| Records from a data collection |
--- START ---

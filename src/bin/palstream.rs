use std::{
    fs::File,
    io::{BufReader, BufWriter},
    path::{Path, PathBuf},
};

use anyhow::Context as _;
use clap::{Parser, Subcommand};
use palstream::FrameSource as _;

#[derive(Parser, Debug)]
#[command(name = "palstream", version)]
struct Cli {
    #[command(subcommand)]
    cmd: Command,
}

#[derive(Subcommand, Debug)]
enum Command {
    /// Encode a video into a palstream file (requires `ffmpeg` and `ffprobe` on PATH).
    Encode(EncodeArgs),
    /// Print the header, palette and frame record sizes of a palstream file.
    Info(InfoArgs),
    /// Decode one frame of a palstream file to a PNG.
    Preview(PreviewArgs),
}

#[derive(Parser, Debug)]
struct EncodeArgs {
    /// Input video.
    #[arg(long = "in")]
    in_path: PathBuf,

    /// Output stream path.
    #[arg(long, default_value = "video.bin")]
    out: PathBuf,

    /// JSON encode config; flags below override its fields.
    #[arg(long)]
    config: Option<PathBuf>,

    /// Fixed palette: 1/standard16, 2/gameboy, 3/gray16, 4/mono. Unknown values fall back to
    /// standard16.
    #[arg(long, conflicts_with = "learned")]
    palette: Option<String>,

    /// Learn the palette from frames sampled out of the input.
    #[arg(long)]
    learned: bool,

    /// Learned palette size.
    #[arg(long, requires = "learned")]
    colors: Option<usize>,

    /// Frames sampled for the learned palette.
    #[arg(long, requires = "learned")]
    samples: Option<u32>,

    /// Seed for learned palette sampling; omit for a clock-drawn seed.
    #[arg(long, requires = "learned")]
    seed: Option<u64>,

    /// Enable frame-level parallelism.
    #[arg(long, default_value_t = false)]
    parallel: bool,

    /// Override rayon worker threads (parallel mode only).
    #[arg(long)]
    threads: Option<usize>,

    /// Frames per parallel chunk.
    #[arg(long)]
    chunk_size: Option<usize>,
}

#[derive(Parser, Debug)]
struct InfoArgs {
    /// Input palstream file.
    #[arg(long = "in")]
    in_path: PathBuf,

    /// Also print every frame record size.
    #[arg(long)]
    frames: bool,
}

#[derive(Parser, Debug)]
struct PreviewArgs {
    /// Input palstream file.
    #[arg(long = "in")]
    in_path: PathBuf,

    /// Frame index (0-based).
    #[arg(long, default_value_t = 0)]
    frame: u32,

    /// Output PNG path.
    #[arg(long)]
    out: PathBuf,

    /// Integer upscale factor.
    #[arg(long, default_value_t = 3)]
    scale: u32,
}

fn main() -> anyhow::Result<()> {
    tracing_subscriber::fmt()
        .with_env_filter(
            tracing_subscriber::EnvFilter::try_from_default_env()
                .unwrap_or_else(|_| tracing_subscriber::EnvFilter::new("info")),
        )
        .with_writer(std::io::stderr)
        .init();

    let cli = Cli::parse();
    match cli.cmd {
        Command::Encode(args) => cmd_encode(args),
        Command::Info(args) => cmd_info(args),
        Command::Preview(args) => cmd_preview(args),
    }
}

fn build_config(args: &EncodeArgs) -> anyhow::Result<palstream::EncodeConfig> {
    let mut cfg = match &args.config {
        Some(path) => palstream::EncodeConfig::from_json_path(path)?,
        None => palstream::EncodeConfig::default(),
    };

    if let Some(key) = &args.palette {
        cfg.palette = palstream::PaletteStrategy::Fixed {
            preset: palstream::PresetPalette::select_or_default(key),
        };
    }
    if args.learned {
        let mut opts = match &cfg.palette {
            palstream::PaletteStrategy::Learned(opts) => opts.clone(),
            palstream::PaletteStrategy::Fixed { .. } => palstream::LearnOpts::default(),
        };
        if let Some(colors) = args.colors {
            opts.colors = colors;
        }
        if let Some(samples) = args.samples {
            opts.sample_frames = samples;
        }
        if args.seed.is_some() {
            opts.seed = args.seed;
        }
        cfg.palette = palstream::PaletteStrategy::Learned(opts);
    }

    if args.parallel {
        cfg.threading.parallel = true;
    }
    if args.threads.is_some() {
        cfg.threading.threads = args.threads;
    }
    if let Some(chunk_size) = args.chunk_size {
        cfg.threading.chunk_size = chunk_size;
    }

    cfg.validate()?;
    Ok(cfg)
}

fn cmd_encode(args: EncodeArgs) -> anyhow::Result<()> {
    let cfg = build_config(&args)?;

    let mut source = palstream::FfmpegSource::open(&args.in_path)
        .with_context(|| format!("open video '{}'", args.in_path.display()))?;
    let info = source.info();
    // Reject before the output file exists.
    palstream::check_resolution(info.width, info.height)?;

    let palette = cfg.palette.build(&mut source)?;

    if let Some(parent) = args.out.parent()
        && !parent.as_os_str().is_empty()
    {
        std::fs::create_dir_all(parent)
            .with_context(|| format!("create output dir '{}'", parent.display()))?;
    }
    let file = File::create(&args.out)
        .with_context(|| format!("create output '{}'", args.out.display()))?;

    eprintln!(
        "encoding {}x{} @ {} fps with {} colors",
        info.width,
        info.height,
        info.fps,
        palette.len()
    );
    let (out, stats) =
        palstream::encode_stream(&mut source, &palette, BufWriter::new(file), &cfg.threading)?;
    drop(out);

    eprintln!(
        "wrote {} ({} frames, {:.1} KB)",
        args.out.display(),
        stats.frames_written,
        stats.bytes_written as f64 / 1024.0
    );
    Ok(())
}

fn open_reader(path: &Path) -> anyhow::Result<palstream::StreamReader<BufReader<File>>> {
    let f = File::open(path).with_context(|| format!("open stream '{}'", path.display()))?;
    Ok(palstream::StreamReader::new(BufReader::new(f))?)
}

fn cmd_info(args: InfoArgs) -> anyhow::Result<()> {
    let mut reader = open_reader(&args.in_path)?;
    let header = *reader.header();

    println!("frames:  {}", header.frame_count);
    println!("size:    {}x{}", header.width, header.height);
    println!("fps:     {}", header.fps);
    println!("palette: {} colors", header.palette_len);
    for (i, packed) in reader.palette_rgb565().iter().enumerate() {
        let c = palstream::unpack_rgb565(*packed);
        println!(
            "  {i:>3}: 0x{packed:04x}  #{:02x}{:02x}{:02x}",
            c.r, c.g, c.b
        );
    }

    if args.frames {
        let mut idx = 0u32;
        while let Some((_, record_len)) = reader.next_frame_with_len()? {
            println!("  frame {idx:>6}: {} runs, {record_len} bytes", record_len / 2);
            idx += 1;
        }
    }
    Ok(())
}

fn cmd_preview(args: PreviewArgs) -> anyhow::Result<()> {
    anyhow::ensure!(args.scale >= 1, "--scale must be >= 1");

    let mut reader = open_reader(&args.in_path)?;
    let frame_count = reader.header().frame_count;
    anyhow::ensure!(
        args.frame < frame_count,
        "frame {} out of range for {} frames",
        args.frame,
        frame_count
    );
    for _ in 0..args.frame {
        reader.skip_frame()?;
    }
    let frame = reader
        .next_frame_rgb()?
        .with_context(|| format!("frame {} missing from stream", args.frame))?;

    let (w, h) = (frame.width * args.scale, frame.height * args.scale);
    let mut data = Vec::with_capacity(w as usize * h as usize * 3);
    for y in 0..h {
        let row = (y / args.scale) as usize * frame.width as usize;
        for x in 0..w {
            let c = frame.pixels[row + (x / args.scale) as usize];
            data.extend_from_slice(&[c.r, c.g, c.b]);
        }
    }

    if let Some(parent) = args.out.parent()
        && !parent.as_os_str().is_empty()
    {
        std::fs::create_dir_all(parent)
            .with_context(|| format!("create output dir '{}'", parent.display()))?;
    }
    image::save_buffer_with_format(
        &args.out,
        &data,
        w,
        h,
        image::ColorType::Rgb8,
        image::ImageFormat::Png,
    )
    .with_context(|| format!("write png '{}'", args.out.display()))?;

    eprintln!("wrote {}", args.out.display());
    Ok(())
}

--- END ---

| What the exercise asks |
For each entry above, please make an exact copy.

| Answer |
filename src/bin/palstream.rs
use std::{
    fs::File,
    io::{BufReader, BufWriter},
    path::{Path, PathBuf},
};

use anyhow::Context as _;
use clap::{Parser, Subcommand};
use palstream::FrameSource as _;

#[derive(Parser, Debug)]
#[command(name = "palstream", version)]
struct Cli {
    #[command(subcommand)]
    cmd: Command,
}

#[derive(Subcommand, Debug)]
enum Command {
    /// Encode a video into a palstream file (requires `ffmpeg` and `ffprobe` on PATH).
    Encode(EncodeArgs),
    /// Print the header, palette and frame record sizes of a palstream file.
    Info(InfoArgs),
    /// Decode one frame of a palstream file to a PNG.
    Preview(PreviewArgs),
}

#[derive(Parser, Debug)]
struct EncodeArgs {
    /// Input video.
    #[arg(long = "in")]
    in_path: PathBuf,

    /// Output stream path.
    #[arg(long, default_value = "video.bin")]
    out: PathBuf,

    /// JSON encode config; flags below override its fields.
    #[arg(long)]
    config: Option<PathBuf>,

    /// Fixed palette: 1/standard16, 2/gameboy, 3/gray16, 4/mono. Unknown values fall back to
    /// standard16.
    #[arg(long, conflicts_with = "learned")]
    palette: Option<String>,

    /// Learn the palette from frames sampled out of the input.
    #[arg(long)]
    learned: bool,

    /// Learned palette size.
    #[arg(long, requires = "learned")]
    colors: Option<usize>,

    /// Frames sampled for the learned palette.
    #[arg(long, requires = "learned")]
    samples: Option<u32>,

    /// Seed for learned palette sampling; omit for a clock-drawn seed.
    #[arg(long, requires = "learned")]
    seed: Option<u64>,

    /// Enable frame-level parallelism.
    #[arg(long, default_value_t = false)]
    parallel: bool,

    /// Override rayon worker threads (parallel mode only).
    #[arg(long)]
    threads: Option<usize>,

    /// Frames per parallel chunk.
    #[arg(long)]
    chunk_size: Option<usize>,
}

#[derive(Parser, Debug)]
struct InfoArgs {
    /// Input palstream file.
    #[arg(long = "in")]
    in_path: PathBuf,

    /// Also print every frame record size.
    #[arg(long)]
    frames: bool,
}

#[derive(Parser, Debug)]
struct PreviewArgs {
    /// Input palstream file.
    #[arg(long = "in")]
    in_path: PathBuf,

    /// Frame index (0-based).
    #[arg(long, default_value_t = 0)]
    frame: u32,

    /// Output PNG path.
    #[arg(long)]
    out: PathBuf,

    /// Integer upscale factor.
    #[arg(long, default_value_t = 3)]
    scale: u32,
}

fn main() -> anyhow::Result<()> {
    tracing_subscriber::fmt()
        .with_env_filter(
            tracing_subscriber::EnvFilter::try_from_default_env()
                .unwrap_or_else(|_| tracing_subscriber::EnvFilter::new("info")),
        )
        .with_writer(std::io::stderr)
        .init();

    let cli = Cli::parse();
    match cli.cmd {
        Command::Encode(args) => cmd_encode(args),
        Command::Info(args) => cmd_info(args),
        Command::Preview(args) => cmd_preview(args),
    }
}

fn build_config(args: &EncodeArgs) -> anyhow::Result<palstream::EncodeConfig> {
    let mut cfg = match &args.config {
        Some(path) => palstream::EncodeConfig::from_json_path(path)?,
        None => palstream::EncodeConfig::default(),
    };

    if let Some(key) = &args.palette {
        cfg.palette = palstream::PaletteStrategy::Fixed {
            preset: palstream::PresetPalette::select_or_default(key),
        };
    }
    if args.learned {
        let mut opts = match &cfg.palette {
            palstream::PaletteStrategy::Learned(opts) => opts.clone(),
            palstream::PaletteStrategy::Fixed { .. } => palstream::LearnOpts::default(),
        };
        if let Some(colors) = args.colors {
            opts.colors = colors;
        }
        if let Some(samples) = args.samples {
            opts.sample_frames = samples;
        }
        if args.seed.is_some() {
            opts.seed = args.seed;
        }
        cfg.palette = palstream::PaletteStrategy::Learned(opts);
    }

    if args.parallel {
        cfg.threading.parallel = true;
    }
    if args.threads.is_some() {
        cfg.threading.threads = args.threads;
    }
    if let Some(chunk_size) = args.chunk_size {
        cfg.threading.chunk_size = chunk_size;
    }

    cfg.validate()?;
    Ok(cfg)
}

fn cmd_encode(args: EncodeArgs) -> anyhow::Result<()> {
    let cfg = build_config(&args)?;

    let mut source = palstream::FfmpegSource::open(&args.in_path)
        .with_context(|| format!("open video '{}'", args.in_path.display()))?;
    let info = source.info();
    // Reject before the output file exists.
    palstream::check_resolution(info.width, info.height)?;

    let palette = cfg.palette.build(&mut source)?;

    if let Some(parent) = args.out.parent()
        && !parent.as_os_str().is_empty()
    {
        std::fs::create_dir_all(parent)
            .with_context(|| format!("create output dir '{}'", parent.display()))?;
    }
    let file = File::create(&args.out)
        .with_context(|| format!("create output '{}'", args.out.display()))?;

    eprintln!(
        "encoding {}x{} @ {} fps with {} colors",
        info.width,
        info.height,
        info.fps,
        palette.len()
    );
    let (out, stats) =
        palstream::encode_stream(&mut source, &palette, BufWriter::new(file), &cfg.threading)?;
    drop(out);

    eprintln!(
        "wrote {} ({} frames, {:.1} KB)",
        args.out.display(),
        stats.frames_written,
        stats.bytes_written as f64 / 1024.0
    );
    Ok(())
}

fn open_reader(path: &Path) -> anyhow::Result<palstream::StreamReader<BufReader<File>>> {
    let f = File::open(path).with_context(|| format!("open stream '{}'", path.display()))?;
    Ok(palstream::StreamReader::new(BufReader::new(f))?)
}

fn cmd_info(args: InfoArgs) -> anyhow::Result<()> {
    let mut reader = open_reader(&args.in_path)?;
    let header = *reader.header();

    println!("frames:  {}", header.frame_count);
    println!("size:    {}x{}", header.width, header.height);
    println!("fps:     {}", header.fps);
    println!("palette: {} colors", header.palette_len);
    for (i, packed) in reader.palette_rgb565().iter().enumerate() {
        let c = palstream::unpack_rgb565(*packed);
        println!(
            "  {i:>3}: 0x{packed:04x}  #{:02x}{:02x}{:02x}",
            c.r, c.g, c.b
        );
    }

    if args.frames {
        let mut idx = 0u32;
        while let Some((_, record_len)) = reader.next_frame_with_len()? {
            println!("  frame {idx:>6}: {} runs, {record_len} bytes", record_len / 2);
            idx += 1;
        }
    }
    Ok(())
}

fn cmd_preview(args: PreviewArgs) -> anyhow::Result<()> {
    anyhow::ensure!(args.scale >= 1, "--scale must be >= 1");

    let mut reader = open_reader(&args.in_path)?;
    let frame_count = reader.header().frame_count;
    anyhow::ensure!(
        args.frame < frame_count,
        "frame {} out of range for {} frames",
        args.frame,
        frame_count
    );
    for _ in 0..args.frame {
        reader.skip_frame()?;
    }
    let frame = reader
        .next_frame_rgb()?
        .with_context(|| format!("frame {} missing from stream", args.frame))?;

    let (w, h) = (frame.width * args.scale, frame.height * args.scale);
    let mut data = Vec::with_capacity(w as usize * h as usize * 3);
    for y in 0..h {
        let row = (y / args.scale) as usize * frame.width as usize;
        for x in 0..w {
            let c = frame.pixels[row + (x / args.scale) as usize];
            data.extend_from_slice(&[c.r, c.g, c.b]);
        }
    }

    if let Some(parent) = args.out.parent()
        && !parent.as_os_str().is_empty()
    {
        std::fs::create_dir_all(parent)
            .with_context(|| format!("create output dir '{}'", parent.display()))?;
    }
    image::save_buffer_with_format(
        &args.out,
        &data,
        w,
        h,
        image::ColorType::Rgb8,
        image::ImageFormat::Png,
    )
    .with_context(|| format!("write png '{}'", args.out.display()))?;

    eprintln!("wrote {}", args.out.display());
    Ok(())
}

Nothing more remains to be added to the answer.